**Task requirements:** Your response must be an exact transcription of the lines from the one containing "pub mod methods" through the final line of the data.

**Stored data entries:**
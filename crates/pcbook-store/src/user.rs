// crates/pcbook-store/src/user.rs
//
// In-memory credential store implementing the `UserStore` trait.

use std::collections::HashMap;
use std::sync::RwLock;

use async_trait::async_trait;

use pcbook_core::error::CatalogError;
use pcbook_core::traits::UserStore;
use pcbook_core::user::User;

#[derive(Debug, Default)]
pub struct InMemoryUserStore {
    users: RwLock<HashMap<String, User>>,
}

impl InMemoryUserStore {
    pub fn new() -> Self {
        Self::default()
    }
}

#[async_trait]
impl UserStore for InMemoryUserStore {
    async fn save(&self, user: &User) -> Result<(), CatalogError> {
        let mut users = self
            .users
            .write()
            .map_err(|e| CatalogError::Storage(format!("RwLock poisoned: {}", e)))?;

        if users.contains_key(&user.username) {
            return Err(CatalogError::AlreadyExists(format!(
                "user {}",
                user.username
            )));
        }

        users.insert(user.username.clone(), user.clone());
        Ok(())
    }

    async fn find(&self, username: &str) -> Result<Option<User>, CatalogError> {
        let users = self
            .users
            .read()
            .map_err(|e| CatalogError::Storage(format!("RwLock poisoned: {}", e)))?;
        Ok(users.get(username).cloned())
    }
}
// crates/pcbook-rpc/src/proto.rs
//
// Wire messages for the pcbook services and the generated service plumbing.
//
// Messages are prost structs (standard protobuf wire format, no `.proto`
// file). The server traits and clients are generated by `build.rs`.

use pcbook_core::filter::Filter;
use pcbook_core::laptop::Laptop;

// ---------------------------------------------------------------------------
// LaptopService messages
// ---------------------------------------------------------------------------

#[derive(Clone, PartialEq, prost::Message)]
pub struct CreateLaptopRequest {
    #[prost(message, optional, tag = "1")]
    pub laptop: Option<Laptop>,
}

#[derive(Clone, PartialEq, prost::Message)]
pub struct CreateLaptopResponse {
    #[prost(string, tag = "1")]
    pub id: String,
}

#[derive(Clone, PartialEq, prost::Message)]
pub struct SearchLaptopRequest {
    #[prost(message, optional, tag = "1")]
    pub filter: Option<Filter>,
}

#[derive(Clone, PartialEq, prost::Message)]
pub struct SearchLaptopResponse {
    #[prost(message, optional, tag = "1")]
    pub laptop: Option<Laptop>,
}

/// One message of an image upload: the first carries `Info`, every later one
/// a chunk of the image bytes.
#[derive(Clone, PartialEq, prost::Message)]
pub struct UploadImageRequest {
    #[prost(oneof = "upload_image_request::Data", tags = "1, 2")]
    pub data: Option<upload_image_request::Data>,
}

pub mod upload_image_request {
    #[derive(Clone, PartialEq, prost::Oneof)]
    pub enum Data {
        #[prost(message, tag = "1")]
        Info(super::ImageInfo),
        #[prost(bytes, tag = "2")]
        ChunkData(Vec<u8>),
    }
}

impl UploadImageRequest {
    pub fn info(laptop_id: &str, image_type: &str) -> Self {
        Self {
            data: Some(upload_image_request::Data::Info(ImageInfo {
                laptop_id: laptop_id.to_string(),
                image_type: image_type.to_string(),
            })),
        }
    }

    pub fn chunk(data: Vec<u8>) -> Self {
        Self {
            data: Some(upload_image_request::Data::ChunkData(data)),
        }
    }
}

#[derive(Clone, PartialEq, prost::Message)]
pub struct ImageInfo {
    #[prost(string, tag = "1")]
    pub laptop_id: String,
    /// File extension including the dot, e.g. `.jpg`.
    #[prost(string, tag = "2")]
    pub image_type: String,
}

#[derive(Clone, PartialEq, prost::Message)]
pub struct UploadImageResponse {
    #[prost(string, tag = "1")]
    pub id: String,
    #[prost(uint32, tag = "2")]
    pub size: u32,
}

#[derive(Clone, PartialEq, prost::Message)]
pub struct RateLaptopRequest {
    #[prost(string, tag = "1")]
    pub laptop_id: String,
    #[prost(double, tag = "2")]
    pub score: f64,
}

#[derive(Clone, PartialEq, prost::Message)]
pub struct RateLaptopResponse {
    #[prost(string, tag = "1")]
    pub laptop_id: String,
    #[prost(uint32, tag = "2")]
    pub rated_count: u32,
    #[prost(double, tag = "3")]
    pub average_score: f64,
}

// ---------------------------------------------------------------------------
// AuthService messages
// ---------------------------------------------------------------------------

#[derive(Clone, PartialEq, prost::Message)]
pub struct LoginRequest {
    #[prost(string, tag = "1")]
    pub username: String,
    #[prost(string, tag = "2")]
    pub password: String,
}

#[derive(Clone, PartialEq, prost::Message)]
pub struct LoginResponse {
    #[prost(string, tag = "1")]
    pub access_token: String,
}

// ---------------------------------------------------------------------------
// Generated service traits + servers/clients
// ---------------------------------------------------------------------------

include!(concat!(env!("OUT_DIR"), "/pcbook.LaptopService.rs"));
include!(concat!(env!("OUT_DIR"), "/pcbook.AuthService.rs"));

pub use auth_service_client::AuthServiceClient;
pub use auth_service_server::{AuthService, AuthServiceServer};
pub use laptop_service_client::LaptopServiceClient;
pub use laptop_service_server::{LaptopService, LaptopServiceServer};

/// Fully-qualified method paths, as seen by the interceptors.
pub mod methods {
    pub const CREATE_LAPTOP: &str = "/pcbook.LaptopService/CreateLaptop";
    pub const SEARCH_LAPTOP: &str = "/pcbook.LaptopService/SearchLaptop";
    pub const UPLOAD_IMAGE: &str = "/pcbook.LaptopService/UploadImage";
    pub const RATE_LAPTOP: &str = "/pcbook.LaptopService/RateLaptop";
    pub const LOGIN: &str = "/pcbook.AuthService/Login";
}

**Result for this task:**
pub mod methods {
    pub const CREATE_LAPTOP: &str = "/pcbook.LaptopService/CreateLaptop";
    pub const SEARCH_LAPTOP: &str = "/pcbook.LaptopService/SearchLaptop";
    pub const UPLOAD_IMAGE: &str = "/pcbook.LaptopService/UploadImage";
    pub const RATE_LAPTOP: &str = "/pcbook.LaptopService/RateLaptop";
    pub const LOGIN: &str = "/pcbook.AuthService/Login";
}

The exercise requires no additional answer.